Social Anxiety Disorder (SAD) – Specific ways you can help this is by offering to order or pay at restaurants or opting for a quieter cafe rather than a crowded Costa. Small alterations such as that will make them a lot more comfortable and you’ll probably get on better as they won’t be feeling anxious. If you’re going somewhere you know is anxiety-inducing, taking things such as headphones so you can relax and listen to music could make a huge difference. Everyone is different and has different coping methods though, so check with them before and ask how you can help! Finally, if they cancel due to anxiety, the worst thing you can do is to pressure them into coming. Yes, it may be annoying, but even changing your plans a fraction can make them much less scary and that means you can both enjoy your time together. Instead of saying ‘Come on, I won’t be your friend if you don’t come’ you can simply respond ‘That’s a shame, I really was looking forward to seeing you. Can we do something different?’.
Generalised Anxiety Disorder (GAD) –
Separation Anxiety Disorder (SAD) – This often means that being apart from you or another person will make them increasingly anxious. I suffer from Separation Anxiety and I think the worst thing about it is it can spoil special days with your friends as you can’t stop thinking about what could happen. Yes, it will mean your friend may be against going to yours or sleeping over, or won’t want to go out for the entire day. However, there are ways to comfort them if they’re unsure about something; for example, staying closer to home, meeting at theirs, or arranging certain plans.
Although I may not have much experience of dealing with those with depression and helping them, there are certain ways of supporting and helping a friend if they’re struggling. Many tips are simple yet very effective and you don’t have to be their BFF to try them, so incorporate a few into your daily routine and let them know you’re there for them.
- Write a short note or letter and put it in their bag, locker or on their desk – this works for anyone and is a great pick me up.
- Talk to them at break, offer to sit with them in a lesson or phone them! You can arrange things such as a coffee date or simply a short walk – any small distraction will be very welcome and should allow you to bond. It’s also good for your mental health as getting out and meeting others is so important!
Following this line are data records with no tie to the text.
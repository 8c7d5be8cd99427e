//! WAV file format parameters.

/// WAV file format parameters.
#[derive(Debug, Clone, Copy, PartialEq, Eq)]
pub struct WavFormat {
    /// Number of channels (1 = mono, 2 = stereo).
    pub channels: u16,
    /// Sample rate in Hz.
    pub sample_rate: u32,
    /// Bits per sample (always 16 when writing).
    pub bits_per_sample: u16,
}

impl WavFormat {
    /// Creates a mono WAV format.
    pub fn mono(sample_rate: u32) -> Self {
        Self::with_channels(1, sample_rate)
    }

    /// Creates a stereo WAV format.
    pub fn stereo(sample_rate: u32) -> Self {
        Self::with_channels(2, sample_rate)
    }

    /// Creates a 16-bit format with the given channel count.
    pub fn with_channels(channels: u16, sample_rate: u32) -> Self {
        Self {
            channels,
            sample_rate,
            bits_per_sample: 16,
        }
    }
}

impl From<WavFormat> for hound::WavSpec {
    fn from(format: WavFormat) -> Self {
        hound::WavSpec {
            channels: format.channels,
            sample_rate: format.sample_rate,
            bits_per_sample: format.bits_per_sample,
            sample_format: hound::SampleFormat::Int,
        }
    }
}
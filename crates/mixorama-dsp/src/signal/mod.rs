//! Single-pass signal utilities: peak detection, normalization, smoothing
//! and a coarse frequency estimate.

mod filter;
mod frequency;
mod normalize;

#[cfg(test)]
mod tests_filter;
#[cfg(test)]
mod tests_normalization;

// Re-export public API
pub use filter::{low_pass_alpha, low_pass_filter};
pub use frequency::{highest_frequency_estimate, zero_crossings};
pub use normalize::{normalize, peak_amplitude};
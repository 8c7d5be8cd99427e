//! One-pole low-pass smoothing.

use std::f64::consts::PI;

use crate::Sample;

/// Smoothing coefficient of the one-pole filter.
///
/// `rc = 1 / (2 * pi * cutoff)`, `dt = 1 / sample_rate`,
/// `alpha = dt / (rc + dt)`.
pub fn low_pass_alpha(sample_rate: u32, cutoff_hz: f64) -> f64 {
    let rc = 1.0 / (2.0 * PI * cutoff_hz);
    let dt = 1.0 / sample_rate as f64;
    dt / (rc + dt)
}

/// Applies a one-pole exponential smoother (simple RC low-pass).
///
/// The first sample passes through unchanged. Each following output moves
/// toward the input by `alpha` of the difference and is truncated toward zero
/// to a sample. There is no separate clamp step: a smoothed value always lies
/// between the previous output and the current input.
///
/// # Arguments
/// * `samples` - Input waveform
/// * `sample_rate` - Sample rate in Hz, must be > 0
/// * `cutoff_hz` - Cutoff frequency in Hz, must be > 0
pub fn low_pass_filter(samples: &[Sample], sample_rate: u32, cutoff_hz: f64) -> Vec<Sample> {
    debug_assert!(sample_rate > 0, "sample rate must be positive");
    debug_assert!(cutoff_hz > 0.0, "cutoff frequency must be positive");

    let Some(&first) = samples.first() else {
        return Vec::new();
    };

    let alpha = low_pass_alpha(sample_rate, cutoff_hz);
    let mut filtered = Vec::with_capacity(samples.len());
    filtered.push(first);

    let mut prev = first as f64;
    for &s in &samples[1..] {
        let next = (prev + alpha * (s as f64 - prev)) as Sample;
        filtered.push(next);
        prev = next as f64;
    }

    filtered
}
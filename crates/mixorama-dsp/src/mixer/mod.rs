//! Mixing strategies that fold several equal-length waveforms into one.
//!
//! Three strategies are provided:
//! - [`linear_sum`] - plain per-index addition
//! - [`weighted_sum`] - per-index addition with one gain per input
//! - [`rms_mix`] - per-index root mean square
//!
//! All of them share the same validation: at least one input, and every input
//! as long as the first. Padding inputs to a common length is the caller's job
//! (see [`crate::pad`]).

mod rms;
mod strategy;
mod summation;
mod validate;

#[cfg(test)]
mod tests_linear;
#[cfg(test)]
mod tests_rms;
#[cfg(test)]
mod tests_validation;
#[cfg(test)]
mod tests_weighted;

// Re-export public API
pub use rms::rms_mix;
pub use strategy::MixStrategy;
pub use summation::{linear_sum, weighted_sum};
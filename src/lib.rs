//! # exif-fetch
//!
//! Download an image from a URL and print its embedded EXIF metadata (camera,
//! exposure settings, timestamps, GPS position) grouped under readable headings.
//!
//! ## Quick Start
//!
//! ```rust,no_run
//! use exif_fetch::config::Config;
//! use exif_fetch::fetch::Fetcher;
//! use exif_fetch::pipeline::inspect_url;
//! use exif_fetch::render::{render_text, RenderOptions};
//!
//! #[tokio::main(flavor = "current_thread")]
//! async fn main() -> anyhow::Result<()> {
//!     let config = Config::default();
//!     let fetcher = Fetcher::new(&config.fetch)?;
//!
//!     let inspection = inspect_url(&fetcher, "https://example.com/photo.jpg").await?;
//!     print!("{}", render_text(&inspection.record, &RenderOptions::default()));
//!
//!     Ok(())
//! }
//! ```
//!
//! Output looks like:
//!
//! ```text
//! CAMERA
//!   Camera: Canon EOS 80D
//!   Lens: EF-S18-135mm f/3.5-5.6 IS USM
//!
//! EXPOSURE
//!   Exposure time: 1/200 s
//!   Aperture: f/5.6
//!   ISO: 200
//!
//! GPS
//!   Latitude: 40.748433
//!   Longitude: -73.985667
//! ```
//!
//! ## Lower-Level Usage
//!
//! The fetcher and the decoder are independent; bytes obtained elsewhere can be
//! decoded directly:
//!
//! ```rust,no_run
//! use exif_fetch::exif::read_exif;
//! use exif_fetch::fetch::ImageBytes;
//!
//! # fn main() -> anyhow::Result<()> {
//! let bytes = std::fs::read("photo.jpg")?;
//! let image = ImageBytes::new(bytes, None)?;
//! let record = read_exif(&image);
//! println!("Model: {:?}", record.text("Model"));
//! # Ok(())
//! # }
//! ```
//!
//! ## Supported Formats
//!
//! | Format | EXIF source |
//! |--------|-------------|
//! | JPEG | APP1 segment |
//! | TIFF | IFD0 |
//! | HEIC/HEIF, AVIF | `Exif` item |
//! | PNG | `eXIf` chunk |
//! | WebP | `EXIF` chunk |
//! | GIF, BMP, others | none (empty record) |
//!
//! ## Modules
//!
//! - [`config`] — Configuration types and loading/saving
//! - [`container`] — Image container detection
//! - [`error`] — Network and format errors
//! - [`exif`] — EXIF decoding into an [`ExifRecord`](exif::ExifRecord)
//! - [`fetch`] — HTTP download
//! - [`pipeline`] — Fetch-then-decode in one call
//! - [`render`] — Grouped text and JSON output

pub mod config;
pub mod container;
pub mod error;
pub mod exif;
pub mod fetch;
pub mod pipeline;
pub mod render;

pub use error::{Error, Result};
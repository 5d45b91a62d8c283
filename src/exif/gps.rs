use nom_exif::{LatLng, URational};

/// `degrees + minutes/60 + seconds/3600`.
pub fn dms_to_decimal(degrees: f64, minutes: f64, seconds: f64) -> f64 {
    degrees + minutes / 60.0 + seconds / 3600.0
}

/// Southern latitudes and western longitudes are negative.
pub fn apply_reference(decimal: f64, reference: char) -> f64 {
    match reference.to_ascii_uppercase() {
        'S' | 'W' => -decimal,
        _ => decimal,
    }
}

/// Convert a nom-exif LatLng (3 URationals: deg, min, sec) to signed decimal degrees.
///
/// `None` if any component has a zero denominator.
pub fn latlng_to_decimal(latlng: &LatLng, reference: char) -> Option<f64> {
    let degrees = rational_to_f64(&latlng.0)?;
    let minutes = rational_to_f64(&latlng.1)?;
    let seconds = rational_to_f64(&latlng.2)?;
    Some(apply_reference(
        dms_to_decimal(degrees, minutes, seconds),
        reference,
    ))
}

pub(crate) fn rational_to_f64(r: &URational) -> Option<f64> {
    if r.1 == 0 {
        None
    } else {
        Some(r.0 as f64 / r.1 as f64)
    }
}

#[cfg(test)]
mod tests {
    use super::*;

    const EPS: f64 = 1e-9;

    #[test]
    fn dms_formula() {
        let v = dms_to_decimal(40.0, 44.0, 54.36);
        assert!((v - (40.0 + 44.0 / 60.0 + 54.36 / 3600.0)).abs() < EPS);
        assert!((v - 40.748433333).abs() < 1e-6);
    }

    #[test]
    fn whole_degrees() {
        assert!((dms_to_decimal(12.0, 0.0, 0.0) - 12.0).abs() < EPS);
        assert!((dms_to_decimal(0.0, 30.0, 0.0) - 0.5).abs() < EPS);
        assert!((dms_to_decimal(0.0, 0.0, 36.0) - 0.01).abs() < EPS);
    }

    #[test]
    fn reference_sign() {
        assert_eq!(apply_reference(73.5, 'W'), -73.5);
        assert_eq!(apply_reference(33.9, 'S'), -33.9);
        assert_eq!(apply_reference(33.9, 's'), -33.9);
        assert_eq!(apply_reference(48.8, 'N'), 48.8);
        assert_eq!(apply_reference(2.3, 'E'), 2.3);
    }

    #[test]
    fn latlng_conversion() {
        let latlng: LatLng = [(27, 1), (7, 1), (68, 100)].into();
        let v = latlng_to_decimal(&latlng, 'N').unwrap();
        assert!((v - dms_to_decimal(27.0, 7.0, 0.68)).abs() < EPS);

        let v = latlng_to_decimal(&latlng, 'W').unwrap();
        assert!(v < 0.0);
    }

    #[test]
    fn zero_denominator_is_none() {
        let latlng: LatLng = [(27, 1), (7, 0), (68, 100)].into();
        assert!(latlng_to_decimal(&latlng, 'N').is_none());
    }
}
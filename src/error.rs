//! Error types for fetching and decoding images.

use thiserror::Error;

/// Result type alias for exif-fetch operations.
pub type Result<T> = std::result::Result<T, Error>;

/// The two ways a run can fail.
///
/// An image that simply carries no EXIF data is not an error; it decodes to an
/// empty [`ExifRecord`](crate::exif::ExifRecord).
#[derive(Error, Debug)]
pub enum Error {
    /// The resource could not be retrieved: malformed URL, unreachable host,
    /// non-success status, timeout, or an oversized body.
    #[error("Error downloading the image: {message}")]
    Network {
        message: String,
        #[source]
        source: Option<Box<dyn std::error::Error + Send + Sync>>,
    },

    /// The bytes were retrieved but are not a recognizable image container.
    #[error("Error opening the image: {message}")]
    Format { message: String },
}

impl Error {
    pub fn network(message: impl Into<String>) -> Self {
        Self::Network {
            message: message.into(),
            source: None,
        }
    }

    pub fn network_with_source(
        message: impl Into<String>,
        source: impl std::error::Error + Send + Sync + 'static,
    ) -> Self {
        Self::Network {
            message: message.into(),
            source: Some(Box::new(source)),
        }
    }

    pub fn format(message: impl Into<String>) -> Self {
        Self::Format {
            message: message.into(),
        }
    }

    /// `true` for [`Error::Network`].
    pub fn is_network(&self) -> bool {
        matches!(self, Self::Network { .. })
    }

    /// `true` for [`Error::Format`].
    pub fn is_format(&self) -> bool {
        matches!(self, Self::Format { .. })
    }
}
- Give them something to look forward to. You can do this by scheduling a weekly activity such as a weekly lunch date or a weekly Facetime so you can catch up. People who suffer from depression will definitely benefit from having something nice in the calendar and it’s also fun for you, thus being an incentive to finish the week. Another idea is to have a monthly outing such as visiting a theme park or going shopping, which may require more money but a whole day out is a great way to cheer them up, even if only momentarily.
Remember that no matter how much you care about them, it isn’t your job to take care of them completely and check up on them constantly. It’s great to have supportive friends and you should never take them for granted, but suffocating them is never a good idea and it can have a negative impact on your own mental health. So keep an eye out and by all means schedule in the phone calls and be there for them but make sure you don’t focus on them rather than you. It’s important to distance yourself sometimes and take time for yourself too, so don’t forget to schedule that in!